In the city, the population was spread out, with 40.9% under the age of 18, 11.4% from 18 to 24, 29.4% from 25 to 44, 12.6% from 45 to 64, and 5.7% who were 65 years of age or older. The median age was 24 years. For every 100 females, there were 125.7 males. For every 100 females age 18 and over, there were 121.3 males.

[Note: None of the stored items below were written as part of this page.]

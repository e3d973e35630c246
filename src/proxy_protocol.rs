//! PROXY protocol v1 support
//!
//! When the gateway sits behind a load balancer that speaks the (ASCII)
//! PROXY protocol, every accepted connection starts with a line like
//!
//! ```text
//! PROXY TCP4 10.0.0.5 10.0.0.6 4242 443\r\n
//! ```
//!
//! [`accept`] consumes that line and returns a stream whose reported remote
//! address is the parsed source. Connections that do not start with the
//! `PROXY ` literal get their consumed bytes replayed, so the TLS handshake
//! sees an unchanged byte stream. A header longer than 107 octets or a
//! malformed line closes the connection. Binary v2 is not supported.

use std::net::{IpAddr, SocketAddr};
use std::pin::Pin;
use std::task::{Context, Poll};
use std::time::Duration;

use pin_project_lite::pin_project;
use tokio::io::{AsyncRead, AsyncReadExt, AsyncWrite, ReadBuf};

use crate::error::{GatewayError, Result};

/// Longest possible v1 header line including CRLF.
pub const MAX_HEADER_LENGTH: usize = 107;

/// Deadline for the header to arrive in full.
pub const HEADER_TIMEOUT: Duration = Duration::from_secs(10);

const SIGNATURE: &[u8] = b"PROXY ";

/// Parsed v1 header.
#[derive(Debug, Clone, PartialEq, Eq)]
pub struct ProxyHeader {
    /// Original client address, absent for `UNKNOWN`
    pub source: Option<SocketAddr>,
    /// Address the client connected to, absent for `UNKNOWN`
    pub destination: Option<SocketAddr>,
}

/// Parse one header line (without the trailing CRLF).
pub fn parse_header(line: &str) -> Result<ProxyHeader> {
    let malformed = |reason: &str| GatewayError::ClientProtocol(format!(
        "malformed PROXY header {:?}: {}",
        line, reason
    ));

    let mut fields = line.split(' ');
    if fields.next() != Some("PROXY") {
        return Err(malformed("missing PROXY literal"));
    }

    let protocol = fields.next().ok_or_else(|| malformed("missing protocol"))?;
    match protocol {
        // An UNKNOWN header may carry trailing junk; the connection is
        // accepted with the TCP-level peer address.
        "UNKNOWN" => Ok(ProxyHeader {
            source: None,
            destination: None,
        }),
        "TCP4" | "TCP6" => {
            let src_ip: IpAddr = fields
                .next()
                .ok_or_else(|| malformed("missing source address"))?
                .parse()
                .map_err(|_| malformed("bad source address"))?;
            let dst_ip: IpAddr = fields
                .next()
                .ok_or_else(|| malformed("missing destination address"))?
                .parse()
                .map_err(|_| malformed("bad destination address"))?;
            let src_port: u16 = fields
                .next()
                .ok_or_else(|| malformed("missing source port"))?
                .parse()
                .map_err(|_| malformed("bad source port"))?;
            let dst_port: u16 = fields
                .next()
                .ok_or_else(|| malformed("missing destination port"))?
                .parse()
                .map_err(|_| malformed("bad destination port"))?;

            if fields.next().is_some() {
                return Err(malformed("trailing fields"));
            }

            let want_v4 = protocol == "TCP4";
            if src_ip.is_ipv4() != want_v4 || dst_ip.is_ipv4() != want_v4 {
                return Err(malformed("address family does not match protocol"));
            }

            Ok(ProxyHeader {
                source: Some(SocketAddr::new(src_ip, src_port)),
                destination: Some(SocketAddr::new(dst_ip, dst_port)),
            })
        }
        other => Err(malformed(&format!("unknown protocol {:?}", other))),
    }
}

pin_project! {
    /// Stream wrapper that replays bytes consumed while sniffing the header.
    pub struct ProxyProtocolStream<S> {
        #[pin]
        inner: S,
        prefix: Vec<u8>,
        offset: usize,
        remote_addr: SocketAddr,
    }
}

impl<S> ProxyProtocolStream<S> {
    /// Wrap a stream without sniffing, for listeners where the PROXY
    /// protocol is disabled. No bytes are buffered or consumed.
    pub fn passthrough(inner: S, peer_addr: SocketAddr) -> Self {
        Self {
            inner,
            prefix: Vec::new(),
            offset: 0,
            remote_addr: peer_addr,
        }
    }

    /// The effective remote address: the header's source if one was parsed,
    /// otherwise the TCP-level peer.
    pub fn remote_addr(&self) -> SocketAddr {
        self.remote_addr
    }
}

impl<S: AsyncRead> AsyncRead for ProxyProtocolStream<S> {
    fn poll_read(
        self: Pin<&mut Self>,
        cx: &mut Context<'_>,
        buf: &mut ReadBuf<'_>,
    ) -> Poll<std::io::Result<()>> {
        let this = self.project();

        if *this.offset < this.prefix.len() {
            let remaining = &this.prefix[*this.offset..];
            let n = remaining.len().min(buf.remaining());
            buf.put_slice(&remaining[..n]);
            *this.offset += n;
            if *this.offset == this.prefix.len() {
                this.prefix.clear();
                *this.offset = 0;
            }
            return Poll::Ready(Ok(()));
        }

        this.inner.poll_read(cx, buf)
    }
}

impl<S: AsyncWrite> AsyncWrite for ProxyProtocolStream<S> {
    fn poll_write(
        self: Pin<&mut Self>,
        cx: &mut Context<'_>,
        buf: &[u8],
    ) -> Poll<std::io::Result<usize>> {
        self.project().inner.poll_write(cx, buf)
    }

    fn poll_flush(self: Pin<&mut Self>, cx: &mut Context<'_>) -> Poll<std::io::Result<()>> {
        self.project().inner.poll_flush(cx)
    }

    fn poll_shutdown(self: Pin<&mut Self>, cx: &mut Context<'_>) -> Poll<std::io::Result<()>> {
        self.project().inner.poll_shutdown(cx)
    }
}

/// Sniff an accepted connection for a PROXY v1 header.
///
/// Returns the wrapped stream; its [`ProxyProtocolStream::remote_addr`]
/// reflects the header's source address when one was present. Errors mean
/// the connection must be closed.
pub async fn accept<S>(stream: S, peer_addr: SocketAddr) -> Result<ProxyProtocolStream<S>>
where
    S: AsyncRead + AsyncWrite + Unpin,
{
    tokio::time::timeout(HEADER_TIMEOUT, sniff(stream, peer_addr))
        .await
        .map_err(|_| {
            GatewayError::ClientProtocol("timed out waiting for PROXY header".to_string())
        })?
}

async fn sniff<S>(mut stream: S, peer_addr: SocketAddr) -> Result<ProxyProtocolStream<S>>
where
    S: AsyncRead + AsyncWrite + Unpin,
{
    let mut consumed: Vec<u8> = Vec::with_capacity(MAX_HEADER_LENGTH);
    let mut chunk = [0u8; MAX_HEADER_LENGTH];

    loop {
        // Decide as soon as the signature can be ruled out, so non-PROXY
        // connections are not held hostage waiting for a CRLF.
        let head = consumed.len().min(SIGNATURE.len());
        if consumed[..head] != SIGNATURE[..head] {
            return Ok(ProxyProtocolStream {
                inner: stream,
                prefix: consumed,
                offset: 0,
                remote_addr: peer_addr,
            });
        }

        if consumed.len() >= SIGNATURE.len() {
            if let Some(line_end) = find_crlf(&consumed) {
                let line = std::str::from_utf8(&consumed[..line_end]).map_err(|_| {
                    GatewayError::ClientProtocol("PROXY header is not ASCII".to_string())
                })?;
                let header = parse_header(line)?;
                let remote_addr = header.source.unwrap_or(peer_addr);
                let prefix = consumed.split_off(line_end + 2);
                return Ok(ProxyProtocolStream {
                    inner: stream,
                    prefix,
                    offset: 0,
                    remote_addr,
                });
            }

            if consumed.len() >= MAX_HEADER_LENGTH {
                return Err(GatewayError::ClientProtocol(format!(
                    "PROXY header exceeds {} octets without terminator",
                    MAX_HEADER_LENGTH
                )));
            }
        }

        let want = MAX_HEADER_LENGTH - consumed.len();
        let n = stream.read(&mut chunk[..want]).await?;
        if n == 0 {
            return Err(GatewayError::ClientProtocol(
                "connection closed before PROXY header completed".to_string(),
            ));
        }
        consumed.extend_from_slice(&chunk[..n]);
    }
}

fn find_crlf(buf: &[u8]) -> Option<usize> {
    buf.windows(2).position(|w| w == b"\r\n")
}

#[cfg(test)]
mod tests {
    use super::*;
    use tokio::io::AsyncWriteExt;

    fn peer() -> SocketAddr {
        "192.0.2.1:55555".parse().unwrap()
    }

    #[test]
    fn test_parse_tcp4_header() {
        let header = parse_header("PROXY TCP4 10.0.0.5 10.0.0.6 4242 443").unwrap();
        assert_eq!(header.source, Some("10.0.0.5:4242".parse().unwrap()));
        assert_eq!(header.destination, Some("10.0.0.6:443".parse().unwrap()));
    }

    #[test]
    fn test_parse_tcp6_header() {
        let header = parse_header("PROXY TCP6 2001:db8::1 2001:db8::2 4242 443").unwrap();
        assert_eq!(header.source, Some("[2001:db8::1]:4242".parse().unwrap()));
    }

    #[test]
    fn test_parse_unknown_header() {
        let header = parse_header("PROXY UNKNOWN").unwrap();
        assert_eq!(header.source, None);
        let header = parse_header("PROXY UNKNOWN ffff::1 ffff::2 1 2").unwrap();
        assert_eq!(header.source, None);
    }

    #[test]
    fn test_parse_rejects_malformed_headers() {
        for line in [
            "PROXY",
            "PROXY TCP4",
            "PROXY TCP4 10.0.0.5",
            "PROXY TCP4 nonsense 10.0.0.6 1 2",
            "PROXY TCP4 10.0.0.5 10.0.0.6 99999 443",
            "PROXY TCP4 2001:db8::1 10.0.0.6 1 2",
            "PROXY TCP6 10.0.0.5 10.0.0.6 1 2",
            "PROXY TCP4 10.0.0.5 10.0.0.6 1 2 extra",
            "NOXRP TCP4 10.0.0.5 10.0.0.6 1 2",
        ] {
            assert!(parse_header(line).is_err(), "should reject {:?}", line);
        }
    }

    #[tokio::test]
    async fn test_accept_parses_header_and_replays_payload() {
        let (mut client, server) = tokio::io::duplex(1024);
        client
            .write_all(b"PROXY TCP4 10.0.0.5 10.0.0.6 4242 443\r\n\x16\x03\x01tls-bytes")
            .await
            .unwrap();

        let mut wrapped = accept(server, peer()).await.unwrap();
        assert_eq!(wrapped.remote_addr(), "10.0.0.5:4242".parse().unwrap());

        let mut payload = vec![0u8; 12];
        wrapped.read_exact(&mut payload).await.unwrap();
        assert_eq!(&payload, b"\x16\x03\x01tls-bytes");
    }

    #[tokio::test]
    async fn test_accept_replays_non_proxy_bytes_untouched() {
        let (mut client, server) = tokio::io::duplex(1024);
        client.write_all(b"GET / HTTP/1.1\r\n\r\n").await.unwrap();

        let mut wrapped = accept(server, peer()).await.unwrap();
        assert_eq!(wrapped.remote_addr(), peer());

        let mut replayed = vec![0u8; 18];
        wrapped.read_exact(&mut replayed).await.unwrap();
        assert_eq!(&replayed, b"GET / HTTP/1.1\r\n\r\n");
    }

    #[tokio::test]
    async fn test_accept_decides_early_on_short_non_proxy_prefix() {
        // Two bytes that already rule out "PROXY " must not wait for more.
        let (mut client, server) = tokio::io::duplex(64);
        client.write_all(b"\x16\x03").await.unwrap();

        let mut wrapped = accept(server, peer()).await.unwrap();
        let mut replayed = vec![0u8; 2];
        wrapped.read_exact(&mut replayed).await.unwrap();
        assert_eq!(&replayed, b"\x16\x03");
    }

    #[tokio::test]
    async fn test_accept_rejects_oversized_header() {
        let (mut client, server) = tokio::io::duplex(1024);
        let mut oversized = b"PROXY TCP4 ".to_vec();
        oversized.extend(std::iter::repeat(b'1').take(120));
        client.write_all(&oversized).await.unwrap();

        assert!(accept(server, peer()).await.is_err());
    }

    #[tokio::test]
    async fn test_accept_rejects_malformed_line() {
        let (mut client, server) = tokio::io::duplex(1024);
        client
            .write_all(b"PROXY TCP4 bogus bogus 1 2\r\n")
            .await
            .unwrap();

        assert!(accept(server, peer()).await.is_err());
    }

    #[tokio::test]
    async fn test_accept_unknown_keeps_peer_address() {
        let (mut client, server) = tokio::io::duplex(1024);
        client
            .write_all(b"PROXY UNKNOWN\r\npayload")
            .await
            .unwrap();

        let mut wrapped = accept(server, peer()).await.unwrap();
        assert_eq!(wrapped.remote_addr(), peer());

        let mut payload = vec![0u8; 7];
        wrapped.read_exact(&mut payload).await.unwrap();
        assert_eq!(&payload, b"payload");
    }

    #[tokio::test]
    async fn test_accept_rejects_eof_mid_header() {
        let (mut client, server) = tokio::io::duplex(1024);
        client.write_all(b"PROXY TCP4 10.0").await.unwrap();
        drop(client);

        assert!(accept(server, peer()).await.is_err());
    }
}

The median income for a household in the city was $30,714, and the median income for a family was $29,306. Males had a median income of $35,357 versus $25,000 for females. The per capita income for the city was $10,487. About 16.2% of families and 16.3% of the population were below the poverty line, including 21.2% of those under age 18 and 10.5% of those age 65 or over.

==Education==
Shishmaref is served by the Bering Strait School District. Shishmaref School is the only school in town and serves grades Pre-K through 12 with a population of 183 students and 33 pre-school children. There are 19 teachers at Shishmaref School and is the largest and newest building in settlement.

==Transportation==

There are three main roads, Main Street-Airport Road, Housing Trail and Clinic Road. Roads are not paved but have street lighting and do not connect to the outside beyond Shishmaref. Vehicles are mostly ATVs with a few private vehicles and dirt motorcycles.

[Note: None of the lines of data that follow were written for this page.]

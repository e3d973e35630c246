//! Server name parsing and normalisation
//!
//! A [`ServerName`] carries both the Unicode and the Punycode (IDNA) form of
//! a DNS host name. Both forms are lower-cased and validated; the Punycode
//! form is what locators and certificate providers key on, the Unicode form
//! is what humans see in logs.
//!
//! The IDNA profile applied is UTS-46 non-transitional (IDNA 2008 semantics)
//! as implemented by the `idna` crate.

use crate::error::{GatewayError, Result};

/// Maximum length of an encoded DNS name on the wire.
const MAX_NAME_OCTETS: usize = 253;

/// Maximum length of a single DNS label.
const MAX_LABEL_OCTETS: usize = 63;

/// A validated, normalised DNS server name.
#[derive(Debug, Clone, PartialEq, Eq, Hash)]
pub struct ServerName {
    /// Lower-cased Unicode form, e.g. `host.dømåin.tld`
    pub unicode: String,
    /// Lower-cased ASCII (Punycode) form, e.g. `host.xn--dmin-mra.tld`
    pub punycode: String,
}

impl ServerName {
    /// Parse a server name that is known to be valid.
    ///
    /// Panics if the input does not parse; use [`ServerName::try_parse`] for
    /// untrusted input.
    pub fn parse(raw: &str) -> ServerName {
        match Self::try_parse(raw) {
            Ok(name) => name,
            Err(e) => panic!("{}", e),
        }
    }

    /// Parse and validate a server name from untrusted input.
    pub fn try_parse(raw: &str) -> Result<ServerName> {
        let invalid = |reason: &str| GatewayError::InvalidServerName {
            name: raw.to_string(),
            reason: reason.to_string(),
        };

        // ASCII-only case folding; full Unicode lower-casing is left to the
        // IDNA mapping so that the two forms stay in agreement.
        let lowered = raw.to_ascii_lowercase();

        if lowered.is_empty() {
            return Err(invalid("empty name"));
        }
        if lowered.starts_with('.') || lowered.starts_with('-') {
            return Err(invalid("leading dot or hyphen"));
        }
        if lowered.ends_with('.') || lowered.ends_with('-') {
            return Err(invalid("trailing dot or hyphen"));
        }
        if lowered.contains("..") || lowered.contains(".-") || lowered.contains("-.") {
            return Err(invalid("empty label or label-edge hyphen"));
        }

        let punycode = idna::domain_to_ascii(&lowered)
            .map_err(|e| invalid(&format!("IDNA conversion failed: {:?}", e)))?;

        if punycode.is_empty() {
            return Err(invalid("empty name after IDNA"));
        }
        if punycode.len() > MAX_NAME_OCTETS {
            return Err(invalid("name longer than 253 octets"));
        }
        if !punycode
            .bytes()
            .all(|b| b.is_ascii_lowercase() || b.is_ascii_digit() || b == b'.' || b == b'-')
        {
            return Err(invalid("character outside [a-z0-9.-] after IDNA"));
        }

        for label in punycode.split('.') {
            if label.is_empty() {
                return Err(invalid("empty label"));
            }
            if label.len() > MAX_LABEL_OCTETS {
                return Err(invalid("label longer than 63 octets"));
            }
        }

        // Decode back to the canonical Unicode form. The round-trip also
        // lower-cases any non-ASCII characters the fold above left alone.
        let (unicode, result) = idna::domain_to_unicode(&punycode);
        if result.is_err() {
            return Err(invalid("IDNA decode failed"));
        }

        Ok(ServerName { unicode, punycode })
    }

    /// Parse a server name from an HTTP `Host` header or `:authority` value,
    /// stripping a trailing `:port` or `:service` suffix if present.
    pub fn from_host(host: &str) -> Result<ServerName> {
        let name = match host.rsplit_once(':') {
            Some((name, _port)) => name,
            None => host,
        };
        Self::try_parse(name)
    }

    /// Number of labels in the name.
    pub fn label_count(&self) -> usize {
        self.punycode.split('.').count()
    }

    /// Iterate over the Punycode labels, left to right.
    pub fn labels(&self) -> impl Iterator<Item = &str> {
        self.punycode.split('.')
    }
}

impl std::fmt::Display for ServerName {
    fn fmt(&self, f: &mut std::fmt::Formatter<'_>) -> std::fmt::Result {
        f.write_str(&self.unicode)
    }
}
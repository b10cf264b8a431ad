//! HTTP request header handling.
//!
//! Wraps `http::Request<()>` with the few queries the transport and handlers need.

use http::header::{AsHeaderName, CONNECTION, EXPECT};
use http::{HeaderMap, HeaderValue, Method, Request, Uri, Version};

/// Represents an HTTP request header.
#[derive(Debug)]
pub struct RequestHeader {
    inner: Request<()>,
}

impl RequestHeader {
    /// Returns a reference to the request's HTTP method.
    pub fn method(&self) -> &Method {
        self.inner.method()
    }

    /// Returns a reference to the request's URI.
    pub fn uri(&self) -> &Uri {
        self.inner.uri()
    }

    /// Returns the path component of the request's URI, without the query string.
    pub fn path(&self) -> &str {
        self.inner.uri().path()
    }

    /// Returns the request's HTTP version.
    pub fn version(&self) -> Version {
        self.inner.version()
    }

    /// Returns a reference to the request's headers.
    pub fn headers(&self) -> &HeaderMap {
        self.inner.headers()
    }

    /// Looks up the first value of a header by name.
    pub fn header<K: AsHeaderName>(&self, name: K) -> Option<&HeaderValue> {
        self.inner.headers().get(name)
    }

    /// Whether the client sent `Expect: 100-continue`.
    pub fn expects_continue(&self) -> bool {
        self.header(EXPECT).is_some_and(|value| value.as_bytes().len() >= 4 && value.as_bytes()[..4].eq_ignore_ascii_case(b"100-"))
    }

    /// Whether the connection should be closed after this request.
    ///
    /// HTTP/1.1 keeps the connection unless `Connection: close` is sent, HTTP/1.0 closes it
    /// unless `Connection: keep-alive` is sent.
    pub fn wants_close(&self) -> bool {
        let connection = self.header(CONNECTION).map(HeaderValue::as_bytes);
        match self.version() {
            Version::HTTP_10 => !connection.is_some_and(|value| value.eq_ignore_ascii_case(b"keep-alive")),
            _ => connection.is_some_and(|value| value.eq_ignore_ascii_case(b"close")),
        }
    }
}

/// Converts a bodyless request into a RequestHeader.
impl From<Request<()>> for RequestHeader {
    #[inline]
    fn from(inner: Request<()>) -> Self {
        Self { inner }
    }
}

#[cfg(test)]
mod tests {
    use super::*;

    fn header(request: http::request::Builder) -> RequestHeader {
        request.body(()).unwrap().into()
    }

    #[test]
    fn path_ignores_query() {
        let header = header(Request::builder().method(Method::GET).uri("/sensors/temp?unit=c"));
        assert_eq!(header.path(), "/sensors/temp");
        assert_eq!(header.uri().query(), Some("unit=c"));
    }

    #[test]
    fn expect_continue() {
        let with_expect = header(Request::builder().method(Method::POST).header(EXPECT, "100-continue"));
        assert!(with_expect.expects_continue());

        let without_expect = header(Request::builder().method(Method::POST));
        assert!(!without_expect.expects_continue());
    }

    #[test]
    fn connection_close() {
        let keep = header(Request::builder().version(Version::HTTP_11));
        assert!(!keep.wants_close());

        let close = header(Request::builder().version(Version::HTTP_11).header(CONNECTION, "Close"));
        assert!(close.wants_close());

        let http10 = header(Request::builder().version(Version::HTTP_10));
        assert!(http10.wants_close());

        let http10_keep = header(Request::builder().version(Version::HTTP_10).header(CONNECTION, "keep-alive"));
        assert!(!http10_keep.wants_close());
    }
}
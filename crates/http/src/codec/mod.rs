//! HTTP codec module for decoding requests and encoding responses
//!
//! - [`RequestDecoder`]: a state machine that yields the request header first and then the
//!   Content-Length payload in chunks, ending with an EOF marker
//! - [`ResponseEncoder`]: serializes a complete `Response<Bytes>`
//!
//! # Example
//!
//! ```no_run
//! use micro_httpd::codec::{RequestDecoder, ResponseEncoder};
//! use tokio_util::codec::{Decoder, Encoder};
//! use bytes::BytesMut;
//!
//! let mut decoder = RequestDecoder::new();
//! let mut request_buffer = BytesMut::from(&b"GET /temp HTTP/1.1\r\n\r\n"[..]);
//! let request = decoder.decode(&mut request_buffer);
//! ```

mod body;
mod header;
mod request_decoder;
mod response_encoder;

pub use request_decoder::RequestDecoder;
pub use response_encoder::ResponseEncoder;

Some residents will travel by wood vessels around Sarichef Island and a barge delivers goods and materials to Shishmaref when it is ice free.

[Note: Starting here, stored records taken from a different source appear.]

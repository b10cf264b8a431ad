use std::io;

use micro_httpd::HttpdError;
use thiserror::Error;
use tokio::task::JoinError;

use crate::store::StoreError;

/// Failures of the lifecycle and registry operations of a [`ResourceServer`](crate::ResourceServer).
#[derive(Debug, Error)]
pub enum ServerError {
    #[error("invalid configuration: {reason}")]
    Configuration { reason: String },

    #[error("server is already initialized")]
    AlreadyInitialized,

    #[error("server is not initialized")]
    NotInitialized,

    #[error("resource {uri} already exists")]
    AlreadyExists { uri: String },

    #[error("resource {uri} not found")]
    NotFound { uri: String },

    #[error("transport failure ({code:#x}): {source}")]
    Transport {
        code: i32,
        #[source]
        source: HttpdError,
    },

    #[error("can't start callback relay: {source}")]
    Relay {
        #[source]
        source: io::Error,
    },

    #[error("lifecycle task didn't finish: {source}")]
    Lifecycle {
        #[from]
        source: JoinError,
    },
}

impl ServerError {
    pub fn configuration<S: ToString>(reason: S) -> Self {
        Self::Configuration { reason: reason.to_string() }
    }

    pub fn not_found<S: ToString>(uri: S) -> Self {
        Self::NotFound { uri: uri.to_string() }
    }

    /// The native transport status code, if the failure came from the transport.
    pub fn transport_code(&self) -> Option<i32> {
        match self {
            ServerError::Transport { code, .. } => Some(*code),
            _ => None,
        }
    }
}

impl From<HttpdError> for ServerError {
    fn from(source: HttpdError) -> Self {
        Self::Transport { code: source.code(), source }
    }
}

impl From<StoreError> for ServerError {
    fn from(e: StoreError) -> Self {
        match e {
            StoreError::AlreadyExists { uri } => Self::AlreadyExists { uri },
            StoreError::NotFound { uri } => Self::NotFound { uri },
        }
    }
}
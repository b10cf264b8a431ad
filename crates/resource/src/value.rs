//! Resource values and how integers become bytes.

use bytes::Bytes;
use serde::Deserialize;

/// A new value for a resource.
///
/// Integers are serialized with the store's [`IntegerEncoding`]; anything else is an opaque
/// byte buffer copied verbatim.
#[derive(Debug, Clone, PartialEq, Eq)]
pub enum ResourceValue {
    Integer(u32),
    Bytes(Bytes),
}

impl ResourceValue {
    pub fn encode(self, encoding: IntegerEncoding) -> Bytes {
        match self {
            ResourceValue::Integer(value) => encoding.encode(value),
            ResourceValue::Bytes(bytes) => bytes,
        }
    }
}

impl Default for ResourceValue {
    /// A single zero byte, the value of a resource created without one.
    fn default() -> Self {
        ResourceValue::Integer(0)
    }
}

impl From<u32> for ResourceValue {
    fn from(value: u32) -> Self {
        ResourceValue::Integer(value)
    }
}

impl From<i32> for ResourceValue {
    /// Negative values keep their two's-complement bit pattern.
    fn from(value: i32) -> Self {
        ResourceValue::Integer(value.cast_unsigned())
    }
}

impl From<Bytes> for ResourceValue {
    fn from(bytes: Bytes) -> Self {
        ResourceValue::Bytes(bytes)
    }
}

impl From<Vec<u8>> for ResourceValue {
    fn from(bytes: Vec<u8>) -> Self {
        ResourceValue::Bytes(Bytes::from(bytes))
    }
}

impl From<&[u8]> for ResourceValue {
    fn from(bytes: &[u8]) -> Self {
        ResourceValue::Bytes(Bytes::copy_from_slice(bytes))
    }
}

impl From<&str> for ResourceValue {
    fn from(text: &str) -> Self {
        ResourceValue::Bytes(Bytes::copy_from_slice(text.as_bytes()))
    }
}

impl From<String> for ResourceValue {
    fn from(text: String) -> Self {
        ResourceValue::Bytes(Bytes::from(text))
    }
}

/// Width selection for integer values. Bytes are little-endian in both modes.
#[derive(Debug, Clone, Copy, PartialEq, Eq, Default, Deserialize)]
#[serde(rename_all = "lowercase")]
pub enum IntegerEncoding {
    /// `v <= 0xFF` is 1 byte, anything larger is 2 bytes. Values above `0xFFFF` keep only
    /// their low 16 bits, which is what deployed clients expect.
    #[default]
    Legacy,
    /// 1, 2 or 4 bytes, the narrowest width that holds the value.
    Widened,
}

impl IntegerEncoding {
    pub fn encode(self, value: u32) -> Bytes {
        let width = match self {
            IntegerEncoding::Legacy if value > 0xFF => 2,
            IntegerEncoding::Legacy => 1,
            IntegerEncoding::Widened if value > 0xFFFF => 4,
            IntegerEncoding::Widened if value > 0xFF => 2,
            IntegerEncoding::Widened => 1,
        };
        Bytes::copy_from_slice(&value.to_le_bytes()[..width])
    }
}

Shishmaref Airport is the only means of connecting the town to the rest of Alaska. The airport replaced an earlier airport which is now occupied by housing near the lagoon.

==Housing==

Houses in Shishmaref are pre-fabricated and mostly single story. Construction material is mostly wood board and sometimes metal. The homes are often damaged from erosion.

==Local businesses and other places of interest==

===Government===
- US Post Office
- New Airport
- City Offices
- Shishmaref School

===Business===
- Shishmaref Native Store
- Nayokpuk General Store
- Washeteria
- Tannery

===Services===
- Friendship Center
- Bingo Hall - near Main Street and Clinic Road
- Shishmaref Lutheran Church and Cemetery
- IRA Building
- Bulk Fuel Tank - city owned

==Services==

Local healthcare services are provided by the Katherine Miksruag Olanna Health Clinic, a member of the Norton Sound Health Corporation (NSHC) based in Nome, AK. Certified health aides provide general services including lab work, vaccinations, health screenings, and treatment of acute health issues. The clinic utilizes NSHC's electronic medical record system, as well as other modern technologies including video teleconferencing and remote medication dispensing, in order to provide quality care to its patients. Healthcare providers of various specialties also routinely visit the clinic to provide additional services, screenings, and chronic disease state management.

Policing is provided by Shishmaref Police Department and fire services are provided by Shishmaref Volunteer Fire Department.